Even classical culture can have fun riding a bike

opinion September 24, 2016 01:00

8,277 Viewed

Maybe I’m not the best person to be speaking intelligently about the controversial music video “Tiew Thai Mee Hay”, but it’s got everyone else talking about it. The video, depicting Ravana (Thotsakan) from the Ramayana/Ramakien doing whimsical things lik



Unless you believe that each of us has the right to comment on our culture, you might be spared frustration over the Culture Ministry requesting substantial editing to the video. You can just leave the verdict on all such creativity to the civil servants. 
The ministry boffins don’t think Thotsakan should be depicted so light-heartedly, not even in a video meant to bring in more tourists (especially not if that’s the case, apparently). But a lot of people who feel just as protective of Thai culture as the ministry beg to differ.
In the ministry’s view, khon – the masked theatre that presents the Ramakien tales in costumes just like the actors in the video wear – is high art and thus deserving of more respect. The Ramakien is high-class literature and shouldn’t be treated so casually. 
In the more flexible view espoused by a mostly younger crowd, the “Tiew Thai Mee Hay” video is delightful, well suited to Thailand’s culture and international image and, anyway, why not? Also, as one online commentator pointed out, “When Thai kids admire Western culture you chastise them, but when a Thai work is created that appeals to youth, you ban it!”
Is it really “degrading” for Thotsakan, great king of the giants, to be seen making kanom krok, the rice pudding? The traditionalists in the crowd argue that such a powerful figure would never stoop to making pudding – or riding a go-kart or jet-ski. 
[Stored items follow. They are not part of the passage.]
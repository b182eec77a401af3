use std::fs;
use std::path::Path;
use std::process::{Command, Output};

use tempfile::TempDir;

fn run_pagewatch(dir: &Path, config: Option<&str>) -> Output {
    let config_path = dir.join("pagewatch.ron");
    if let Some(config) = config {
        fs::write(&config_path, config).unwrap();
    }
    Command::new(env!("CARGO_BIN_EXE_pagewatch"))
        .current_dir(dir)
        .env("PAGEWATCH_CONFIG", &config_path)
        .env_remove("SENDKEY")
        .output()
        .expect("pagewatch runs")
}

#[test]
fn missing_push_key_is_logged_and_exits_zero() {
    let dir = TempDir::new().unwrap();
    let output = run_pagewatch(
        dir.path(),
        Some(r#"(target_url: "http://127.0.0.1:9/page", renderer: Http, state_path: "state.txt")"#),
    );

    assert!(output.status.success(), "{:?}", output);
    assert!(!dir.path().join("state.txt").exists());
}

#[test]
fn malformed_config_is_logged_and_exits_zero() {
    let dir = TempDir::new().unwrap();
    let output = run_pagewatch(dir.path(), Some("(target_url: "));

    assert!(output.status.success(), "{:?}", output);
    assert!(!dir.path().join("last_hash.txt").exists());
}

#[test]
fn absent_config_uses_defaults_and_exits_zero() {
    let dir = TempDir::new().unwrap();
    let output = run_pagewatch(dir.path(), None);

    assert!(output.status.success(), "{:?}", output);
    assert!(!dir.path().join("last_hash.txt").exists());
}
My take is that the critics are way too serious about this little fun film. First of all, every activity depicted in the video is what tourists are likely to see when they come here, if not actually enjoy themselves. That includes kanom krok, a star of our dessert menu for aeons. Go-karting and jet-skiing are big draws here, outdoor pastimes that for the most part never cause anyone harm. And Thotsakan was specifically chosen because of his immense popularity among Thais.
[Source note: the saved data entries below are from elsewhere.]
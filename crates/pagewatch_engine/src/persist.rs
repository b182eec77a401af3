use std::fs;
use std::io::{self, Write};
use std::path::{Path, PathBuf};

use tempfile::NamedTempFile;
use thiserror::Error;

#[derive(Debug, Error)]
pub enum PersistError {
    #[error("state directory missing or not writable: {0}")]
    Dir(String),
    #[error("io error: {0}")]
    Io(#[from] io::Error),
    #[error("could not encode state: {0}")]
    Encode(#[from] serde_json::Error),
    #[error("store expects {expected:?} fingerprints, got {actual:?}")]
    ModeMismatch {
        expected: pagewatch_core::FingerprintMode,
        actual: pagewatch_core::FingerprintMode,
    },
}

/// Ensure a directory exists; create it if missing.
pub fn ensure_dir(dir: &Path) -> Result<(), PersistError> {
    if dir.exists() {
        let meta = fs::metadata(dir).map_err(|e| PersistError::Dir(e.to_string()))?;
        if !meta.is_dir() {
            return Err(PersistError::Dir(format!("{} is not a directory", dir.display())));
        }
    } else {
        fs::create_dir_all(dir).map_err(|e| PersistError::Dir(e.to_string()))?;
    }
    Ok(())
}

/// Atomically replaces one file: write a sibling temp file, then rename over the target.
///
/// Readers see either the old or the new content, never a partial write.
pub struct AtomicFileWriter {
    target: PathBuf,
}

impl AtomicFileWriter {
    pub fn new(target: PathBuf) -> Self {
        Self { target }
    }

    pub fn write(&self, content: &str) -> Result<(), PersistError> {
        let dir = match self.target.parent() {
            Some(parent) if !parent.as_os_str().is_empty() => parent.to_path_buf(),
            _ => PathBuf::from("."),
        };
        ensure_dir(&dir)?;

        let mut tmp = NamedTempFile::new_in(&dir)?;
        tmp.write_all(content.as_bytes())?;
        tmp.flush()?;
        tmp.as_file_mut().sync_all()?;
        tmp.persist(&self.target).map_err(|e| PersistError::Io(e.error))?;
        Ok(())
    }
}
The amusing video struck a chord with young people plugged into the social media, where it was previewing before the Culture Ministry wet its pants. 
Until the ministry “red-flagged” the video, it had earned viral status. Once officialdom stepped in and asked the creators to edit out all that modern “inappropriate” stuff, interest shot up again.
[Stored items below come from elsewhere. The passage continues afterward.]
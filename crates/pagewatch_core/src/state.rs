use crate::{ExtractionResult, Fingerprint, FingerprintMode};

/// The record carried from one run to the next.
#[derive(Debug, Clone, PartialEq, Eq)]
pub struct PersistedState {
    pub fingerprint: Fingerprint,
    /// `None` before the first recorded change, and always in scalar mode
    /// (the on-disk digest cannot hold it).
    pub raw_result: Option<ExtractionResult>,
}

impl PersistedState {
    pub fn empty(mode: FingerprintMode) -> Self {
        Self {
            fingerprint: Fingerprint::empty(mode),
            raw_result: None,
        }
    }

    /// State to record after observing `result` with `fingerprint`.
    ///
    /// Membership sets keep the ordered, deduplicated items as a resource list;
    /// digests and empty observations keep nothing but the fingerprint.
    pub fn observed(fingerprint: Fingerprint, result: &ExtractionResult) -> Self {
        let raw_result = match fingerprint.mode() {
            FingerprintMode::Scalar => None,
            FingerprintMode::SetBased if result.is_empty() => None,
            FingerprintMode::SetBased => {
                Some(ExtractionResult::resources(result.items().iter().cloned()))
            }
        };
        Self {
            fingerprint,
            raw_result,
        }
    }

    pub fn mode(&self) -> FingerprintMode {
        self.fingerprint.mode()
    }

    pub fn is_first_run(&self) -> bool {
        self.raw_result.is_none() && self.fingerprint.is_empty()
    }
}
Exactly what is appropriate and what isn’t? 
Somebody really ought to decide – except that it’s not possible. Culture is dynamic, not fixed. And it’s the people who shape culture, so who is best positioned to judge on such anomalies as this if not the people? Not even khon has remained stagnant, evolving from royal-eyes-only performances during the reign of King Rama IV to the theatre of Everyman today, with many loud side trips to the temple fairs.
The ministry has been accused online of trying to “hog the blanket”. If it monopolises any form of art, drains it of involvement by the common man, that art is likely to go extinct. My friend Chana Sevikul, the veteran songwriter and art teacher, sees culture as a big tree of many branches. If we keep cutting off the branches, he says, one day we’ll be left with a bonsai, pretty but forever stunted.
Artist Chalermchai Kositpipat, who built the renowned Wat Rong Khun (White Temple) in Chiang Rai, loves the khon music video. “I didn’t see anything wrong with it,” he says, recalling his own youthful battles over perceived inappropriateness. “We could hardly ever come up with any great ideas for fear that they’d be disapproved by phuyai.”
He persevered, obviously, and the White Temple, which merges classical Siamese architecture with contemporary art, draws millions of tourists annually. 
Had he and others not been eager to experiment, Thai architecture would be much poorer than it is today.
Chalermchai says that, for art and culture to flourish is a sustained way, a two-pronged approach is needed. They should maintain authenticity and at the same time be modern-minded, always exploring new ideas.
The ministry needs to consider its role. Does it want to be the sole authority on culture, or is there benefit to be gained from including everyone? If the latter, its officials need only consult the social media and hear out what’s being said.
 
 This is my last column for 
The Nation. Thank you for reading and sharing your opinions – whether you’ve agreed with me or not.